The impact was enormous. Sketch quickly attracted designers frustrated with Photoshop’s complexity. By the early-to-mid 2010s, Sketch had overtaken Photoshop as the primary UI design tool for many companies. Adobe inadvertently accelerated this: when Adobe killed Fireworks in 2013, many loyal Fireworks users flocked to Sketch. For a period, Sketch became synonymous with modern digital product design.
However, Sketch’s architecture had its own limitations. It remained a desktop, single-user application: collaboration meant sending Sketch files back and forth (often via Dropbox or email), which led to version chaos if multiple people worked on the same file. Sketch files were essentially the new PSDs, lighter and more tailored, but still files that could conflict or go out of sync. Moreover, being Mac-only excluded Windows- or Linux-based team members from the design process.
why it mattered: Sketch “changed the game” by solving the core UI design problem that Photoshop never addressed, ushering in a new era of fast, vector-based design for screens. Yet, its single-player, file-based nature meant new problems were on the horizon, particularly around teamwork and integrating design with prototyping and development.
Act 3: The collaboration problem (2015-2017)
By the mid-2010s, design teams were hitting a pain point: collaboration. As products became more complex, multiple designers often needed to work in parallel, and developers needed easy access to design outputs. Sketch provided no mechanism for live collaboration or feedback. Designers were “still working with software that only allows a single user to work on a file at a time.” The result was what many called “version hell”: dozens of Sketch files with overlapping changes, and uncertainty over which version was final.
This period saw a flurry of stop-gap solutions and new tools aimed at collaboration and handoff:
InVision (2011): prototyping and handoff platform
InVision emerged as a platform to upload static design screens and link them into interactive prototypes. Designers could sync artboards from Sketch or Photoshop to InVision, then stakeholders and developers could comment on or inspect the prototype in a browser. This greatly improved design communication. By 2015, InVision had over 2 million users and was a critical companion to Sketch at many companies. However, InVision itself was an external, read-only layer atop the design files. It did not let multiple people actually design together in real time.
Abstract (2017): version control for Sketch
Taking inspiration from developer tools (Git), Abstract launched as “a platform for file-based design collaboration” bringing branching, merging, and version history to Sketch files. Designers would manage Sketch documents in Abstract, check out branches to make changes, and then merge them back, similar to how engineers collaborate on code.
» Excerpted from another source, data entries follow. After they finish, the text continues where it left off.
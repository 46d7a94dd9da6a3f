//! Core IR structures.

use std::borrow::Cow;
use std::collections::BTreeMap;
use std::sync::LazyLock;

use lasso::{Rodeo, Spur};
use parking_lot::RwLock;

use crate::Location;
use crate::{Attribute, IdVec, Type};

// ============================================================================
// Interned symbols
// ============================================================================

/// Global string interner for symbols.
static INTERNER: LazyLock<RwLock<Rodeo>> = LazyLock::new(|| RwLock::new(Rodeo::default()));

/// Interned symbol for efficient comparison of names (dialects, operations,
/// attribute keys, etc.)
///
/// Uses lasso for string interning with 4-byte Spur keys.
#[derive(Clone, Copy, Debug, PartialEq, Eq, PartialOrd, Ord, Hash, salsa::Update)]
pub struct Symbol(Spur);

impl Symbol {
    /// Intern a static string and return its symbol. Prefer this over `from_dynamic` when possible.
    pub fn new(text: &'static str) -> Self {
        Self::get_or_else(text, |rodeo| rodeo.get_or_intern_static(text))
    }

    /// Intern a string and return its symbol. Prefer `new` if the text is static.
    pub fn from_dynamic(text: &str) -> Self {
        Self::get_or_else(text, |rodeo| rodeo.get_or_intern(text))
    }

    fn get_or_else(text: &str, f: impl for<'r> FnOnce(&'r mut Rodeo) -> Spur) -> Self {
        let mut lock = INTERNER.upgradable_read();
        Symbol(if let Some(spur) = lock.get(text) {
            spur
        } else {
            lock.with_upgraded(f)
        })
    }

    /// Access the symbol's text with zero-copy.
    ///
    /// Uses `read_recursive()` to allow nested Symbol operations (Display, ==,
    /// to_string) within the closure without risk of deadlock.
    pub fn with_str<R>(&self, f: impl FnOnce(&str) -> R) -> R {
        let interner = INTERNER.read_recursive();
        let text = interner.resolve(&self.0);
        f(text)
    }
}

impl From<&'static str> for Symbol {
    fn from(text: &'static str) -> Self {
        Symbol::new(text)
    }
}

impl From<Cow<'_, str>> for Symbol {
    fn from(text: Cow<'_, str>) -> Self {
        Symbol::from_dynamic(&text)
    }
}

/// Helper macro for declaring multiple symbol helpers at once.
///
/// # Example
/// ```
/// use sprig_ir::symbols;
///
/// symbols! {
///     ATTR_VALUE => "value",
///     ATTR_KIND => "kind",
/// }
/// ```
#[macro_export]
macro_rules! symbols {
    ($($(#[$attr:meta])* $name:ident => $text:literal),* $(,)?) => {
        $(
            $(#[$attr])*
            #[allow(non_snake_case)]
            #[inline]
            pub fn $name() -> $crate::Symbol {
                $crate::Symbol::new($text)
            }
        )*
    };
}

// Convenient comparison with &str
impl PartialEq<str> for Symbol {
    fn eq(&self, other: &str) -> bool {
        self.with_str(|s| s == other)
    }
}

impl PartialEq<&str> for Symbol {
    fn eq(&self, other: &&str) -> bool {
        self.with_str(|s| s == *other)
    }
}

impl PartialEq<Symbol> for str {
    fn eq(&self, other: &Symbol) -> bool {
        other.with_str(|s| s == self)
    }
}

impl PartialEq<Symbol> for &str {
    fn eq(&self, other: &Symbol) -> bool {
        other.with_str(|s| s == *self)
    }
}

impl std::fmt::Display for Symbol {
    fn fmt(&self, f: &mut std::fmt::Formatter<'_>) -> std::fmt::Result {
        self.with_str(|s| write!(f, "{}", s))
    }
}

// ============================================================================
// SSA values
// ============================================================================

/// Where a value is defined: either an operation result or a block argument.
#[derive(Clone, Copy, Debug, PartialEq, Eq, Hash, salsa::Update)]
pub enum ValueDef<'db> {
    OpResult(Operation<'db>),
    BlockArg(Block<'db>),
}

/// SSA value: a definition point plus an index.
/// Interned so that identical (def, index) pairs yield the same ID.
#[salsa::interned(debug)]
pub struct Value<'db> {
    pub def: ValueDef<'db>,
    pub index: usize,
}

impl<'db> Value<'db> {
    /// The type of this value, looked up at its definition point.
    pub fn ty(self, db: &'db dyn salsa::Database) -> Type<'db> {
        match self.def(db) {
            ValueDef::OpResult(op) => op.results(db)[self.index(db)],
            ValueDef::BlockArg(block) => block.args(db)[self.index(db)],
        }
    }
}

// ============================================================================
// Core IR structures
// ============================================================================

#[salsa::tracked(debug)]
pub struct Operation<'db> {
    pub location: Location<'db>,
    /// Dialect name (e.g., "sprig", "core").
    pub dialect: Symbol,
    /// Operation name within the dialect (e.g., "binary", "module").
    pub name: Symbol,
    #[returns(ref)]
    pub operands: IdVec<Value<'db>>,
    #[returns(ref)]
    pub results: IdVec<Type<'db>>,
    #[returns(ref)]
    pub attributes: BTreeMap<Symbol, Attribute<'db>>,
    #[tracked]
    #[returns(ref)]
    pub regions: IdVec<Region<'db>>,
}

impl<'db> Operation<'db> {
    /// Create a builder for an operation with the given dialect and name.
    pub fn of(
        db: &'db dyn salsa::Database,
        location: Location<'db>,
        dialect: Symbol,
        name: Symbol,
    ) -> OperationBuilder<'db> {
        OperationBuilder::new(db, location, dialect, name)
    }

    /// Create a builder, parsing a "dialect.operation" string.
    pub fn of_name(
        db: &'db dyn salsa::Database,
        location: Location<'db>,
        full_name: &'static str,
    ) -> OperationBuilder<'db> {
        let (dialect, name) = full_name
            .split_once('.')
            .expect("invalid operation name: expected 'dialect.operation'");
        let dialect = Symbol::new(dialect);
        let name = Symbol::new(name);
        Self::of(db, location, dialect, name)
    }

    /// Format as "dialect.operation".
    pub fn full_name(&self, db: &'db dyn salsa::Database) -> String {
        format!("{}.{}", self.dialect(db), self.name(db))
    }

    pub fn result(self, db: &'db dyn salsa::Database, index: usize) -> Value<'db> {
        Value::new(db, ValueDef::OpResult(self), index)
    }

    /// Get an attribute by key.
    pub fn get_attr(
        &self,
        db: &'db dyn salsa::Database,
        key: Symbol,
    ) -> Option<&'db Attribute<'db>> {
        self.attributes(db).get(&key)
    }
}

#[salsa::tracked(debug)]
pub struct Block<'db> {
    pub location: Location<'db>,
    #[returns(ref)]
    pub args: IdVec<Type<'db>>,
    #[returns(ref)]
    pub operations: IdVec<Operation<'db>>,
}

impl<'db> Block<'db> {
    pub fn arg(self, db: &'db dyn salsa::Database, index: usize) -> Value<'db> {
        Value::new(db, ValueDef::BlockArg(self), index)
    }
}

#[salsa::tracked(debug)]
pub struct Region<'db> {
    pub location: Location<'db>,
    #[returns(ref)]
    pub blocks: IdVec<Block<'db>>,
}

// ============================================================================
// Builders
// ============================================================================

/// Builder for constructing Operation instances.
pub struct OperationBuilder<'db> {
    db: &'db dyn salsa::Database,
    location: Location<'db>,
    dialect: Symbol,
    name: Symbol,
    operands: IdVec<Value<'db>>,
    results: IdVec<Type<'db>>,
    attributes: BTreeMap<Symbol, Attribute<'db>>,
    regions: IdVec<Region<'db>>,
}

impl<'db> OperationBuilder<'db> {
    pub fn new(
        db: &'db dyn salsa::Database,
        location: Location<'db>,
        dialect: Symbol,
        name: Symbol,
    ) -> Self {
        Self {
            db,
            location,
            dialect,
            name,
            operands: Default::default(),
            results: Default::default(),
            attributes: Default::default(),
            regions: Default::default(),
        }
    }

    pub fn operands(mut self, operands: IdVec<Value<'db>>) -> Self {
        self.operands = operands;
        self
    }

    pub fn operand(mut self, operand: Value<'db>) -> Self {
        self.operands.push(operand);
        self
    }

    pub fn results(mut self, results: IdVec<Type<'db>>) -> Self {
        self.results = results;
        self
    }

    pub fn result(mut self, ty: Type<'db>) -> Self {
        self.results.push(ty);
        self
    }

    pub fn attr(mut self, key: impl Into<Symbol>, value: Attribute<'db>) -> Self {
        self.attributes.insert(key.into(), value);
        self
    }

    pub fn attrs(mut self, attrs: BTreeMap<Symbol, Attribute<'db>>) -> Self {
        self.attributes = attrs;
        self
    }

    pub fn regions(mut self, regions: IdVec<Region<'db>>) -> Self {
        self.regions = regions;
        self
    }

    pub fn region(mut self, region: Region<'db>) -> Self {
        self.regions.push(region);
        self
    }

    pub fn build(self) -> Operation<'db> {
        Operation::new(
            self.db,
            self.location,
            self.dialect,
            self.name,
            self.operands,
            self.results,
            self.attributes,
            self.regions,
        )
    }
}

/// Builder for constructing Block instances.
pub struct BlockBuilder<'db> {
    db: &'db dyn salsa::Database,
    location: Location<'db>,
    args: IdVec<Type<'db>>,
    operations: IdVec<Operation<'db>>,
}

impl<'db> BlockBuilder<'db> {
    pub fn new(db: &'db dyn salsa::Database, location: Location<'db>) -> Self {
        Self {
            db,
            location,
            args: Default::default(),
            operations: Default::default(),
        }
    }

    pub fn args(mut self, args: IdVec<Type<'db>>) -> Self {
        self.args = args;
        self
    }

    pub fn arg(mut self, ty: Type<'db>) -> Self {
        self.args.push(ty);
        self
    }

    /// Add an operation to the block and return it for capturing.
    pub fn op<Op: crate::DialectOp<'db>>(&mut self, operation: Op) -> Op {
        self.operations.push(operation.as_operation());
        operation
    }

    /// Add an already-built operation without a dialect wrapper.
    pub fn raw_op(&mut self, operation: Operation<'db>) -> Operation<'db> {
        self.operations.push(operation);
        operation
    }

    pub fn build(self) -> Block<'db> {
        Block::new(self.db, self.location, self.args, self.operations)
    }
}
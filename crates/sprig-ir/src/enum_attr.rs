//! Enumerated attribute support.
//!
//! Dialects often carry a closed set of choices in an attribute, like the
//! kind of a binary operation. The [`enum_attr!`] macro defines a Rust enum
//! together with its textual mnemonics and stable numeric discriminants, plus
//! total conversions in both directions. Decoding is fail-closed: an unknown
//! mnemonic or discriminant is an error, never a silent default.

use derive_more::{Display, Error};

/// Decoding failure for an enumerated attribute.
#[derive(Debug, Clone, PartialEq, Eq, Display, Error)]
pub enum EnumAttrError {
    /// Mnemonic does not name any case of the enum.
    #[display("unknown mnemonic '{mnemonic}' for {enum_name}")]
    UnknownMnemonic {
        enum_name: &'static str,
        mnemonic: String,
    },
    /// Numeric discriminant does not map to any case of the enum.
    #[display("invalid discriminant {discriminant} for {enum_name}")]
    InvalidDiscriminant {
        enum_name: &'static str,
        discriminant: u64,
    },
    /// Attribute is neither a symbol nor an integer.
    #[display("attribute is not a valid {enum_name} encoding")]
    WrongAttributeKind { enum_name: &'static str },
}

/// Define an enumerated attribute.
///
/// Each case carries a numeric discriminant and a textual mnemonic:
///
/// ```
/// # use sprig_ir::enum_attr;
/// enum_attr! {
///     /// Comparison direction.
///     pub enum CmpKind {
///         Lt = 0 => "lt",
///         Gt = 1 => "gt",
///     }
/// }
/// ```
///
/// The generated enum converts to and from [`Attribute`](crate::Attribute)
/// values, stores as `Attribute::Symbol` of the mnemonic, and decodes either
/// a symbol or an integer discriminant.
#[macro_export]
macro_rules! enum_attr {
    (
        $(#[doc = $doc:literal])*
        $vis:vis enum $name:ident {
            $($case:ident = $disc:literal => $mnemonic:literal),+ $(,)?
        }
    ) => {
        $(#[doc = $doc])*
        #[derive(Clone, Copy, Debug, PartialEq, Eq, Hash)]
        #[repr(u64)]
        $vis enum $name {
            $($case = $disc),+
        }

        impl $name {
            /// Every case, in declaration order.
            pub const CASES: &'static [$name] = &[$($name::$case),+];

            /// Every mnemonic, in declaration order.
            pub const MNEMONICS: &'static [&'static str] = &[$($mnemonic),+];

            /// The Rust-facing case name.
            pub fn symbolic_name(self) -> &'static str {
                match self {
                    $($name::$case => stringify!($case)),+
                }
            }

            /// The textual mnemonic used in printed IR.
            pub fn mnemonic(self) -> &'static str {
                match self {
                    $($name::$case => $mnemonic),+
                }
            }

            /// The stable numeric encoding.
            pub fn discriminant(self) -> u64 {
                self as u64
            }

            /// Decode from a mnemonic. Unknown mnemonics are rejected.
            pub fn from_mnemonic(mnemonic: &str) -> Result<Self, $crate::EnumAttrError> {
                match mnemonic {
                    $($mnemonic => Ok($name::$case),)+
                    _ => Err($crate::EnumAttrError::UnknownMnemonic {
                        enum_name: stringify!($name),
                        mnemonic: mnemonic.to_string(),
                    }),
                }
            }

            /// Decode from a numeric discriminant. Unknown values are rejected.
            pub fn from_discriminant(discriminant: u64) -> Result<Self, $crate::EnumAttrError> {
                match discriminant {
                    $($disc => Ok($name::$case),)+
                    _ => Err($crate::EnumAttrError::InvalidDiscriminant {
                        enum_name: stringify!($name),
                        discriminant,
                    }),
                }
            }

            /// Encode as an attribute value.
            pub fn to_attr<'db>(self) -> $crate::Attribute<'db> {
                $crate::Attribute::Symbol($crate::Symbol::new(self.mnemonic()))
            }

            /// Decode from an attribute value. Accepts either the symbol
            /// mnemonic or the integer discriminant.
            pub fn from_attr(attr: &$crate::Attribute<'_>) -> Result<Self, $crate::EnumAttrError> {
                match attr {
                    $crate::Attribute::Symbol(sym) => {
                        sym.with_str(|s| Self::from_mnemonic(s))
                    }
                    $crate::Attribute::IntBits(bits) => Self::from_discriminant(*bits),
                    _ => Err($crate::EnumAttrError::WrongAttributeKind {
                        enum_name: stringify!($name),
                    }),
                }
            }
        }

        impl std::fmt::Display for $name {
            fn fmt(&self, f: &mut std::fmt::Formatter<'_>) -> std::fmt::Result {
                f.write_str(self.mnemonic())
            }
        }
    };
}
This addressed the versioning issue (no more landing-page_final_FINAL.sketch files) and allowed some parallel work without overwriting each other’s changes.
By late 2017, Abstract exited beta and was in use at thousands of companies. It was a clever solution to a collaboration problem, but it required designers to adopt a complex new workflow, and it was essentially bolting a Git-like system onto an app (Sketch) that wasn’t originally built for cloud collaboration.
Adobe XD (2015): the incumbent strikes back
Recognizing the Sketch wave and the collaboration gap, Adobe rushed to develop its own modern UI design tool. First previewed as “Project Comet” and later released as Adobe XD in 2016, it offered a stripped-down, fast design interface (more similar to Sketch) and included built-in prototyping features. Adobe “introduced XD in 2015 as a response to the market loss that Sketch and Figma had presented.”
While XD was reasonably fast and eventually cross-platform, Adobe was late to the party. By the time XD matured, many designers had already adopted Sketch or Figma. Moreover, early versions of XD lacked the rich plugin ecosystem and features parity, making it feel like a follower.
Figma (2015-2016): browser-based, multiplayer design
Amid these developments, a startup called Figma was quietly building a design tool with real-time collaboration as a core feature, not an afterthought. Figma launched its beta in 2015 and publicly in 2016 as the first truly browser-based UI design app. It was often described as “Google Docs for design”. Multiple people could literally open the same file and work together concurrently, seeing each other’s cursors and edits live. This was a breakthrough: no other design tool had enabled multiplayer editing at this scale before.
Figma’s approach directly addressed the collaboration problem. Because it was built web-native and cloud-first, there were no separate files to manage; the “source of truth” was a URL everyone could access. Designers, developers, copywriters, and clients could all comment on or inspect the live design file. As Designlab’s 2018 review noted, “Figma has the advantage of having been designed with true collaboration in mind from the outset. Developers [didn’t have] to integrate collaborative capabilities into an existing single-user product.” In other words, Figma had the right architecture for teamwork, whereas other players were trying to retrofit collaboration (Sketch with Abstract, Adobe with cloud docs) onto older paradigms.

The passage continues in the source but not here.